Un an après le rejet de la Constitution européenne par 54,67% des Français, que reste-t-il des clameurs de la campagne ? Après des mois de débat passionné entre «ouistes» et «nonistes», un grand silence s'est abattu sur l'Union : au bout d'une année censément consacrée à la «réflexion», aucune idée de relance n'a émergé au sein des Vingt-Cinq et «il n'existe pas encore de consensus sur les prochaines étapes», constate même la Commission européenne. De même, le clivage du oui et du non reste solidement ancré dans l'Hexagone : s'il fallait revoter demain, le résultat serait à peu près le même, comme le montre le sondage Libération-LH2.
Pour la plupart des dirigeants européens, de Barroso à Blair, en passant par Merkel et Chirac, la leçon à tirer du choc du 29 mai est la nécessité de «remettre le citoyen au centre» du projet européen, comme l'a déclaré jeudi dernier la chancelière allemande. Mais comment refonder l'Europe, c'est là que les choses se corsent.

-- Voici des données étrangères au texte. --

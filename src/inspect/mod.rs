//! Local host inspection: process table and log files

mod log;
mod process;

pub use log::{FileLogReader, LogReader};
pub use process::{ProcessInspector, ProcessRow, SysinfoInspector};

use std::path::PathBuf;

/// Error while inspecting the local host
#[derive(Debug, thiserror::Error)]
pub enum InspectError {
    #[error("Process table unavailable: {0}")]
    ProcessTable(String),
    #[error("Failed to read {path}: {source}")]
    Read {
        path: PathBuf,
        #[source]
        source: std::io::Error,
    },
}
//! Text protocol result sets
//!
//! Decoding of `COM_QUERY` responses: column count, column definitions,
//! EOF, then rows of length-encoded strings terminated by EOF (or ERR).

use bytes::{BufMut, BytesMut};
use serde::Serialize;

use super::handshake::encode_length_encoded_int;
use super::packet::Packet;

/// Error decoding a result set packet
#[derive(Debug, Clone, PartialEq, Eq, thiserror::Error)]
pub enum DecodeError {
    #[error("Empty payload")]
    Empty,
    #[error("Invalid length encoding")]
    InvalidLength,
    #[error("Truncated string")]
    Truncated,
    #[error("Invalid UTF-8")]
    InvalidUtf8,
}

/// A fully buffered text result set
#[derive(Debug, Clone, Default, PartialEq, Eq, Serialize)]
pub struct ResultSet {
    /// Column names in server order
    pub columns: Vec<String>,
    /// Row values; `None` is SQL NULL
    pub rows: Vec<Vec<Option<String>>>,
}

impl ResultSet {
    pub fn new(columns: Vec<String>) -> Self {
        Self {
            columns,
            rows: Vec::new(),
        }
    }

    pub fn is_empty(&self) -> bool {
        self.rows.is_empty()
    }
}

/// Parse a length-encoded integer, returning the value and bytes consumed
pub fn parse_length_encoded_int(data: &[u8]) -> Option<(u64, usize)> {
    if data.is_empty() {
        return None;
    }
    match data[0] {
        0..=0xFA => Some((data[0] as u64, 1)),
        0xFC if data.len() >= 3 => Some((u16::from_le_bytes([data[1], data[2]]) as u64, 3)),
        0xFD if data.len() >= 4 => Some((
            u32::from_le_bytes([data[1], data[2], data[3], 0]) as u64,
            4,
        )),
        0xFE if data.len() >= 9 => Some((
            u64::from_le_bytes([
                data[1], data[2], data[3], data[4], data[5], data[6], data[7], data[8],
            ]),
            9,
        )),
        _ => None,
    }
}

/// Parse a length-encoded string and return the total bytes consumed
///
/// `0xFB` is the NULL marker and decodes to `None`.
pub fn parse_length_encoded_string(data: &[u8]) -> Result<(Option<String>, usize), DecodeError> {
    if data.is_empty() {
        return Err(DecodeError::Empty);
    }
    if data[0] == 0xFB {
        return Ok((None, 1));
    }

    let (len, header_size) = parse_length_encoded_int(data).ok_or(DecodeError::InvalidLength)?;
    let len = len as usize;

    if data.len() < header_size + len {
        return Err(DecodeError::Truncated);
    }

    let s = String::from_utf8(data[header_size..header_size + len].to_vec())
        .map_err(|_| DecodeError::InvalidUtf8)?;

    Ok((Some(s), header_size + len))
}

/// Extract the column name from a column definition packet
///
/// Layout: catalog, schema, table, org_table, name, org_name, fixed fields.
pub fn parse_column_name(payload: &[u8]) -> Result<String, DecodeError> {
    let mut offset = 0;
    for _ in 0..4 {
        let (_, used) = parse_length_encoded_string(&payload[offset..])?;
        offset += used;
    }
    let (name, _) = parse_length_encoded_string(&payload[offset..])?;
    Ok(name.unwrap_or_default())
}

/// Decode one text protocol row with `columns` values
///
/// The row is decoded as far as the payload goes; a server sending fewer
/// values than announced columns produces a shorter row, which callers
/// validate against their own expectations.
pub fn parse_text_row(payload: &[u8], columns: usize) -> Result<Vec<Option<String>>, DecodeError> {
    let mut values = Vec::with_capacity(columns);
    let mut offset = 0;
    while offset < payload.len() && values.len() < columns {
        let (value, used) = parse_length_encoded_string(&payload[offset..])?;
        values.push(value);
        offset += used;
    }
    Ok(values)
}

/// Encode a column definition packet for a VARCHAR column
pub fn encode_column_definition(sequence_id: u8, name: &str) -> Packet {
    let mut buf = BytesMut::new();
    for part in ["def", "", "", "", name, name] {
        encode_length_encoded_str(&mut buf, part);
    }
    buf.put_u8(0x0c); // length of fixed fields
    buf.put_u16_le(0x21); // utf8_general_ci
    buf.put_u32_le(255); // column length
    buf.put_u8(0xFD); // MYSQL_TYPE_VAR_STRING
    buf.put_u16_le(0); // flags
    buf.put_u8(0); // decimals
    buf.put_u16_le(0); // filler
    Packet::new(sequence_id, buf.freeze())
}

/// Encode a text protocol row
pub fn encode_text_row(sequence_id: u8, values: &[Option<&str>]) -> Packet {
    let mut buf = BytesMut::new();
    for value in values {
        match value {
            Some(v) => encode_length_encoded_str(&mut buf, v),
            None => buf.put_u8(0xFB),
        }
    }
    Packet::new(sequence_id, buf.freeze())
}

fn encode_length_encoded_str(buf: &mut BytesMut, value: &str) {
    encode_length_encoded_int(buf, value.len() as u64);
    buf.extend_from_slice(value.as_bytes());
}
use diesel::prelude::*;
use diesel::sql_query;
use diesel::sql_types::BigInt;
use diesel::sqlite::Sqlite;
use rust_decimal::Decimal;
use std::collections::HashMap;
use std::str::FromStr;
use std::sync::Arc;

use pricevault_core::checkpoints::Checkpoint;
use pricevault_core::errors::Result;
use pricevault_core::query::{AssetQuote, QueryStore, SourceLastRun, Stats};

use crate::assets::model::AssetDB;
use crate::checkpoints::model::CheckpointDB;
use crate::db::{get_connection, DbPool};
use crate::errors::IntoCore;
use crate::prices::model::PriceDB;
use crate::schema::{assets, etl_checkpoints, raw_data};

/// Read-only store behind the query service.
pub struct QueryRepository {
    pool: Arc<DbPool>,
}

impl QueryRepository {
    pub fn new(pool: Arc<DbPool>) -> Self {
        Self { pool }
    }
}

impl QueryStore for QueryRepository {
    fn list_asset_quotes(&self, limit: i64, offset: i64) -> Result<Vec<AssetQuote>> {
        let mut conn = get_connection(&self.pool)?;

        let page = assets::table
            .order(assets::id.asc())
            .limit(limit)
            .offset(offset)
            .select(AssetDB::as_select())
            .load::<AssetDB>(&mut conn)
            .into_core()?;

        if page.is_empty() {
            return Ok(Vec::new());
        }

        // Top-2 observations per asset. The second row only matters for
        // detecting a timestamp tie, which yields a null latest price.
        let placeholders = page.iter().map(|_| "?").collect::<Vec<_>>().join(", ");
        let sql = format!(
            "WITH RankedPrices AS ( \
                SELECT \
                    p.*, \
                    ROW_NUMBER() OVER (PARTITION BY p.asset_id ORDER BY p.fetched_at DESC, p.id DESC) as rn \
                FROM prices p WHERE p.asset_id IN ({}) \
            ) \
            SELECT id, asset_id, source, price_usd, fetched_at \
            FROM RankedPrices \
            WHERE rn <= 2 \
            ORDER BY asset_id, rn",
            placeholders
        );

        let mut query_builder = sql_query(sql).into_boxed::<Sqlite>();
        for asset in &page {
            query_builder = query_builder.bind::<BigInt, _>(asset.id);
        }

        let ranked: Vec<PriceDB> = query_builder.load::<PriceDB>(&mut conn).into_core()?;

        let mut by_asset: HashMap<i64, Vec<PriceDB>> = HashMap::new();
        for row in ranked {
            by_asset.entry(row.asset_id).or_default().push(row);
        }

        let quotes = page
            .into_iter()
            .map(|asset| {
                let latest_price = by_asset.get(&asset.id).and_then(|rows| {
                    let first = rows.first()?;
                    match rows.get(1) {
                        Some(second) if second.fetched_at == first.fetched_at => None,
                        _ => Decimal::from_str(&first.price_usd).ok(),
                    }
                });
                AssetQuote {
                    symbol: asset.symbol,
                    name: asset.name,
                    latest_price,
                }
            })
            .collect();

        Ok(quotes)
    }

    fn stats(&self) -> Result<Stats> {
        let mut conn = get_connection(&self.pool)?;

        let raw_records: i64 = raw_data::table.count().get_result(&mut conn).into_core()?;
        let normalized_records: i64 = assets::table.count().get_result(&mut conn).into_core()?;

        let checkpoints = etl_checkpoints::table
            .order(etl_checkpoints::source.asc())
            .select(CheckpointDB::as_select())
            .load::<CheckpointDB>(&mut conn)
            .into_core()?;

        Ok(Stats {
            raw_records,
            normalized_records,
            sources: checkpoints
                .into_iter()
                .map(Checkpoint::from)
                .map(|c| SourceLastRun {
                    source: c.source,
                    last_run: c.last_run,
                })
                .collect(),
        })
    }
}
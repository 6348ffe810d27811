use std::{net::SocketAddr, time::Duration};

use pricevault_core::constants::COINPAPRIKA_TICKERS_URL;

pub struct Config {
    pub listen_addr: SocketAddr,
    pub db_path: String,
    pub csv_path: String,
    pub tickers_url: String,
    pub cors_allow: Vec<String>,
    pub request_timeout: Duration,
    pub ingest_on_startup: bool,
    pub ingest_interval: Duration,
}

impl Config {
    pub fn from_env() -> Self {
        dotenvy::dotenv().ok();
        let listen_addr: SocketAddr = std::env::var("PV_LISTEN_ADDR")
            .unwrap_or_else(|_| "0.0.0.0:8080".to_string())
            .parse()
            .expect("Invalid PV_LISTEN_ADDR");
        let db_path = std::env::var("PV_DB_PATH").unwrap_or_else(|_| "./db/pricevault.db".into());
        let csv_path =
            std::env::var("PV_CSV_PATH").unwrap_or_else(|_| "./data/crypto_prices.csv".into());
        let tickers_url =
            std::env::var("PV_TICKERS_URL").unwrap_or_else(|_| COINPAPRIKA_TICKERS_URL.into());
        let cors_allow = std::env::var("PV_CORS_ALLOW_ORIGINS")
            .unwrap_or_else(|_| "*".into())
            .split(',')
            .map(|s| s.trim().to_string())
            .filter(|s| !s.is_empty())
            .collect();
        let timeout_ms: u64 = std::env::var("PV_REQUEST_TIMEOUT_MS")
            .unwrap_or_else(|_| "30000".into())
            .parse()
            .unwrap_or(30000);
        let ingest_on_startup = std::env::var("PV_INGEST_ON_STARTUP")
            .map(|v| v != "0" && !v.eq_ignore_ascii_case("false"))
            .unwrap_or(true);
        let interval_secs: u64 = std::env::var("PV_INGEST_INTERVAL_SECS")
            .unwrap_or_else(|_| "0".into())
            .parse()
            .unwrap_or(0);
        Self {
            listen_addr,
            db_path,
            csv_path,
            tickers_url,
            cors_allow,
            request_timeout: Duration::from_millis(timeout_ms),
            ingest_on_startup,
            ingest_interval: Duration::from_secs(interval_secs),
        }
    }
}
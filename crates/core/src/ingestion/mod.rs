//! Ingestion pipeline - feeds, models, errors and the orchestrating service.
//!
//! Each source implements [`PriceFeed`]; the [`IngestionService`] runs the
//! gate -> fetch -> transactional-write sequence per source. The write side
//! is behind [`IngestionStore`] so this crate stays database-agnostic.

mod ingestion_errors;
mod ingestion_model;
mod ingestion_service;
mod ingestion_traits;
pub mod feeds;

pub use ingestion_errors::IngestError;
pub use ingestion_model::{FeedItem, PriceTick, RunOutcome, RunSummary};
pub use ingestion_service::IngestionService;
pub use ingestion_traits::{IngestionServiceTrait, IngestionStore, PriceFeed};

pub use feeds::{CoinPaprikaFeed, CsvFeed};
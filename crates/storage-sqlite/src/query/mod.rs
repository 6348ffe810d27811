pub mod repository;

pub use repository::QueryRepository;
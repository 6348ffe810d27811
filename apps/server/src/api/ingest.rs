use std::sync::Arc;

use axum::{extract::State, http::StatusCode, Json};
use serde::Serialize;

use crate::state::AppState;

#[derive(Serialize)]
pub struct SourceRunResponse {
    pub source: String,
    pub status: &'static str,
    #[serde(skip_serializing_if = "Option::is_none")]
    pub items: Option<usize>,
    #[serde(skip_serializing_if = "Option::is_none")]
    pub assets_created: Option<usize>,
    #[serde(skip_serializing_if = "Option::is_none")]
    pub prices_written: Option<usize>,
    #[serde(skip_serializing_if = "Option::is_none")]
    pub error: Option<String>,
}

/// Runs the pipeline for every configured source, on demand.
pub async fn run_ingestion(
    State(state): State<Arc<AppState>>,
) -> (StatusCode, Json<Vec<SourceRunResponse>>) {
    let outcomes = state.ingestion_service.run_all().await;

    let mut any_failed = false;
    let body: Vec<SourceRunResponse> = outcomes
        .into_iter()
        .map(|o| match o.outcome {
            Ok(summary) => SourceRunResponse {
                source: o.source,
                status: if summary.skipped { "skipped" } else { "ok" },
                items: Some(summary.items),
                assets_created: Some(summary.assets_created),
                prices_written: Some(summary.prices_written),
                error: None,
            },
            Err(e) => {
                any_failed = true;
                SourceRunResponse {
                    source: o.source,
                    status: "failed",
                    items: None,
                    assets_created: None,
                    prices_written: None,
                    error: Some(e.to_string()),
                }
            }
        })
        .collect();

    let status = if any_failed {
        StatusCode::BAD_GATEWAY
    } else {
        StatusCode::OK
    };
    (status, Json(body))
}
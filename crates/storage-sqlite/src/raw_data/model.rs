use chrono::{DateTime, NaiveDateTime, Utc};
use diesel::prelude::*;
use serde::{Deserialize, Serialize};

use pricevault_core::raw_data::RawRecord;

/// Database model for the raw archive. Rows are write-once.
#[derive(Queryable, Identifiable, Selectable, Serialize, Deserialize, Debug, Clone)]
#[diesel(table_name = crate::schema::raw_data)]
#[diesel(check_for_backend(diesel::sqlite::Sqlite))]
pub struct RawRecordDB {
    pub id: i64,
    pub source: String,
    pub payload: String,
    pub ingested_at: NaiveDateTime,
}

/// Database model for appending a raw record
#[derive(Insertable, Debug, Clone)]
#[diesel(table_name = crate::schema::raw_data)]
pub struct NewRawRecordDB {
    pub source: String,
    pub payload: String,
    pub ingested_at: NaiveDateTime,
}

impl From<RawRecordDB> for RawRecord {
    fn from(db: RawRecordDB) -> Self {
        Self {
            id: db.id,
            source: db.source,
            payload: db.payload,
            ingested_at: DateTime::from_naive_utc_and_offset(db.ingested_at, Utc),
        }
    }
}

Profil bas. Premier constat, un an après le non français, il n'y avait pas de plan B. Le fossé reste entier entre les seize pays qui ont déjà ratifié le texte ou vont bientôt le faire et ceux qui ne veulent plus en entendre parler. Se ralliant au profil bas de la France, le président de la Commission européenne, José Manuel Barroso, propose de reporter maintenant toute décision sur la Constitution à 2008. Le temps de laisser passer les élections en France et aux Pays-Bas, l'autre pays du non.
Deuxième constat, l'Union européenne n'a pas explosé mais le rejet du nouveau traité constitutionnel par deux des peuples fondateurs de l'Union a ouvert une crise de confiance sans précédent, qui remet en cause soixante ans de construction communautaire. Dans la foulée, les Etats membres se sont livrés à une bataille budgétaire dont l'âpreté a montré que la solidarité avait atteint ses limites.
Examen. Le choc s'avère-t-il «salutaire» ? Ceux qui espéraient une rupture avec le modèle économique libéral porté par l'Union en sont pour leurs frais. Rares sont les pays qui contestent la nécessaire adaptation des modèles sociaux à la nouvelle donne mondiale. L'UE continue à tourner, sur ses dogmes de concurrence «libre et non faussée» et d'ouverture des marchés. En revanche, le non français a bien eu pour effet de remettre le social en haut de l'agenda. Des preuves ? La création d'un fonds d'adaptation à la mondialisation, la réécriture de la fameuse directive Bolkestein sur les services, ou l'annonce par la Commission, le 10 mai, d'un audit social du marché unique.
Interprétés aussi comme le reflet d'un malaise quasi général de la vieille Europe vis-à-vis d'un processus d'élargissement sans fin, les non français et néerlandais ont une autre conséquence : une prudence accrue face aux futurs adhérents, dont la Roumanie et la Bulgarie ont fait hier les frais. Le feu vert à leur arrivée en 2007 a été conditionné à un nouvel examen de passage, en octobre. Après l'entrée promise à la Croatie, vers 2009, toute nouvelle adhésion sera soumise à référendum en France, ce qui menace les futurs élargissements, notamment à la Turquie.
Aujourd'hui, le dilemme n'est pas tranché entre les deux visions divergentes, celle de l'Europe-puissance rêvée par Paris et celle du grand marché libre-échangiste que l'Anglais Gordon Brown est bien déterminé à faire triompher si Tony Blair lui passe la main avant 2008. Pour l'heure, discrédité, le gouvernement français n'a à proposer aucune sortie de crise acceptable par tous.